◆ **RECORDS TO USE**

◆ ◆ ◆ ◆ ◆ ◆ ◆

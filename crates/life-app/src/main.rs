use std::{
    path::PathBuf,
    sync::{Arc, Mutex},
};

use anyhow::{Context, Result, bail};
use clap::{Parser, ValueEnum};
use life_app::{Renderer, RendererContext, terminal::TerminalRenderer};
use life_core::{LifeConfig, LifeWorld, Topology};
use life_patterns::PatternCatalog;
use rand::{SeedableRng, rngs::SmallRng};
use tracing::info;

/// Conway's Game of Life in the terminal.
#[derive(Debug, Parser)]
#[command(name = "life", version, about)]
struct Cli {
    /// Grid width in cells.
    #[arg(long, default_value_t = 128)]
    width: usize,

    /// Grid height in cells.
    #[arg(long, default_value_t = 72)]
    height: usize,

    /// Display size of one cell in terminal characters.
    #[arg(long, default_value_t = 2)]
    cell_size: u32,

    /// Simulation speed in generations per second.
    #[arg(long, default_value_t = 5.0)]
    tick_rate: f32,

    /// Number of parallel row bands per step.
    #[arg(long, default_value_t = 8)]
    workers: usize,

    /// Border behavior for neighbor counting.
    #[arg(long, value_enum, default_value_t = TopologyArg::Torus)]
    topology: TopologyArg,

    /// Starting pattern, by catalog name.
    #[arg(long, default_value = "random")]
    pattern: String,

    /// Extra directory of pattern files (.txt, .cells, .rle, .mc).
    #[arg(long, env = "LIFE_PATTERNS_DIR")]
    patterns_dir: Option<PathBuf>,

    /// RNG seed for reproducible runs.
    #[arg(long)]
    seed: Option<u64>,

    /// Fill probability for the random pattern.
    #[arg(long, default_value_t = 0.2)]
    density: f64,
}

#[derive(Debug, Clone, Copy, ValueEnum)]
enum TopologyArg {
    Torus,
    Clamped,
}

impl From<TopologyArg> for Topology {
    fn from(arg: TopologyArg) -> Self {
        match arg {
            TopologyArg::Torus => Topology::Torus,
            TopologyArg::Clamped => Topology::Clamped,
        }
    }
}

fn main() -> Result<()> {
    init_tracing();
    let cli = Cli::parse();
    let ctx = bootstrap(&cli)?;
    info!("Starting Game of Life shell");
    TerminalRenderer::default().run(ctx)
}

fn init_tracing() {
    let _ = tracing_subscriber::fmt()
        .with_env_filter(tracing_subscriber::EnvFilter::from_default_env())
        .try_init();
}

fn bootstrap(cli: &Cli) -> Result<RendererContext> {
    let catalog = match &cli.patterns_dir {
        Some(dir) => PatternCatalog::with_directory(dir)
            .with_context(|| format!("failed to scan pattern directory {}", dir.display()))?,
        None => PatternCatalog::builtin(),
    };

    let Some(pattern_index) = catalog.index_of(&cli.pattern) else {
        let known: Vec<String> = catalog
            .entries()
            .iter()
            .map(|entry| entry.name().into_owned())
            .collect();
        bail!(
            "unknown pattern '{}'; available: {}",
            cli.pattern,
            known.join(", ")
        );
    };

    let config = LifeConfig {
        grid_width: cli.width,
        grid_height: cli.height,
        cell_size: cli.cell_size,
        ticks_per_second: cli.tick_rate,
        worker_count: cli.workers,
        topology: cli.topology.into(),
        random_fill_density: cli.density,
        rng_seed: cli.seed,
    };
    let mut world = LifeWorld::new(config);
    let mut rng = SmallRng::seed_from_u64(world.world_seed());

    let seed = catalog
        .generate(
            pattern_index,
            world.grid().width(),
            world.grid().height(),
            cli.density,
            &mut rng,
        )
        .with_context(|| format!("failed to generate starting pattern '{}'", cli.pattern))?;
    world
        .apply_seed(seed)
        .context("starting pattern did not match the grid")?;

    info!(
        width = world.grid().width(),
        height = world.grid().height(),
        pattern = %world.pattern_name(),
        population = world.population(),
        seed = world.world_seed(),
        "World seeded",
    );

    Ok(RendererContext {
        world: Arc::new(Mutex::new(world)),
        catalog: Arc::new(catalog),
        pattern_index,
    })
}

◆ ◆ ◆ ◆ ◆ ◆ ◆

◆ **EXERCISE AIM**
Line by line, reproduce the data exactly as given.

◆ **SOLUTION FOR THIS TASK**
filename crates/life-app/src/main.rs
use std::{
    path::PathBuf,
    sync::{Arc, Mutex},
};

use anyhow::{Context, Result, bail};
use clap::{Parser, ValueEnum};
use life_app::{Renderer, RendererContext, terminal::TerminalRenderer};
use life_core::{LifeConfig, LifeWorld, Topology};
use life_patterns::PatternCatalog;
use rand::{SeedableRng, rngs::SmallRng};
use tracing::info;

/// Conway's Game of Life in the terminal.
#[derive(Debug, Parser)]
#[command(name = "life", version, about)]
struct Cli {
    /// Grid width in cells.
    #[arg(long, default_value_t = 128)]
    width: usize,

    /// Grid height in cells.
    #[arg(long, default_value_t = 72)]
    height: usize,

    /// Display size of one cell in terminal characters.
    #[arg(long, default_value_t = 2)]
    cell_size: u32,

    /// Simulation speed in generations per second.
    #[arg(long, default_value_t = 5.0)]
    tick_rate: f32,

    /// Number of parallel row bands per step.
    #[arg(long, default_value_t = 8)]
    workers: usize,

    /// Border behavior for neighbor counting.
    #[arg(long, value_enum, default_value_t = TopologyArg::Torus)]
    topology: TopologyArg,

    /// Starting pattern, by catalog name.
    #[arg(long, default_value = "random")]
    pattern: String,

    /// Extra directory of pattern files (.txt, .cells, .rle, .mc).
    #[arg(long, env = "LIFE_PATTERNS_DIR")]
    patterns_dir: Option<PathBuf>,

    /// RNG seed for reproducible runs.
    #[arg(long)]
    seed: Option<u64>,

    /// Fill probability for the random pattern.
    #[arg(long, default_value_t = 0.2)]
    density: f64,
}

#[derive(Debug, Clone, Copy, ValueEnum)]
enum TopologyArg {
    Torus,
    Clamped,
}

impl From<TopologyArg> for Topology {
    fn from(arg: TopologyArg) -> Self {
        match arg {
            TopologyArg::Torus => Topology::Torus,
            TopologyArg::Clamped => Topology::Clamped,
        }
    }
}

fn main() -> Result<()> {
    init_tracing();
    let cli = Cli::parse();
    let ctx = bootstrap(&cli)?;
    info!("Starting Game of Life shell");
    TerminalRenderer::default().run(ctx)
}

fn init_tracing() {
    let _ = tracing_subscriber::fmt()
        .with_env_filter(tracing_subscriber::EnvFilter::from_default_env())
        .try_init();
}

fn bootstrap(cli: &Cli) -> Result<RendererContext> {
    let catalog = match &cli.patterns_dir {
        Some(dir) => PatternCatalog::with_directory(dir)
            .with_context(|| format!("failed to scan pattern directory {}", dir.display()))?,
        None => PatternCatalog::builtin(),
    };

    let Some(pattern_index) = catalog.index_of(&cli.pattern) else {
        let known: Vec<String> = catalog
            .entries()
            .iter()
            .map(|entry| entry.name().into_owned())
            .collect();
        bail!(
            "unknown pattern '{}'; available: {}",
            cli.pattern,
            known.join(", ")
        );
    };

    let config = LifeConfig {
        grid_width: cli.width,
        grid_height: cli.height,
        cell_size: cli.cell_size,
        ticks_per_second: cli.tick_rate,
        worker_count: cli.workers,
        topology: cli.topology.into(),
        random_fill_density: cli.density,
        rng_seed: cli.seed,
    };
    let mut world = LifeWorld::new(config);
    let mut rng = SmallRng::seed_from_u64(world.world_seed());

    let seed = catalog
        .generate(
            pattern_index,
            world.grid().width(),
            world.grid().height(),
            cli.density,
            &mut rng,
        )
        .with_context(|| format!("failed to generate starting pattern '{}'", cli.pattern))?;
    world
        .apply_seed(seed)
        .context("starting pattern did not match the grid")?;

    info!(
        width = world.grid().width(),
        height = world.grid().height(),
        pattern = %world.pattern_name(),
        population = world.population(),
        seed = world.world_seed(),
        "World seeded",
    );

    Ok(RendererContext {
        world: Arc::new(Mutex::new(world)),
        catalog: Arc::new(catalog),
        pattern_index,
    })
}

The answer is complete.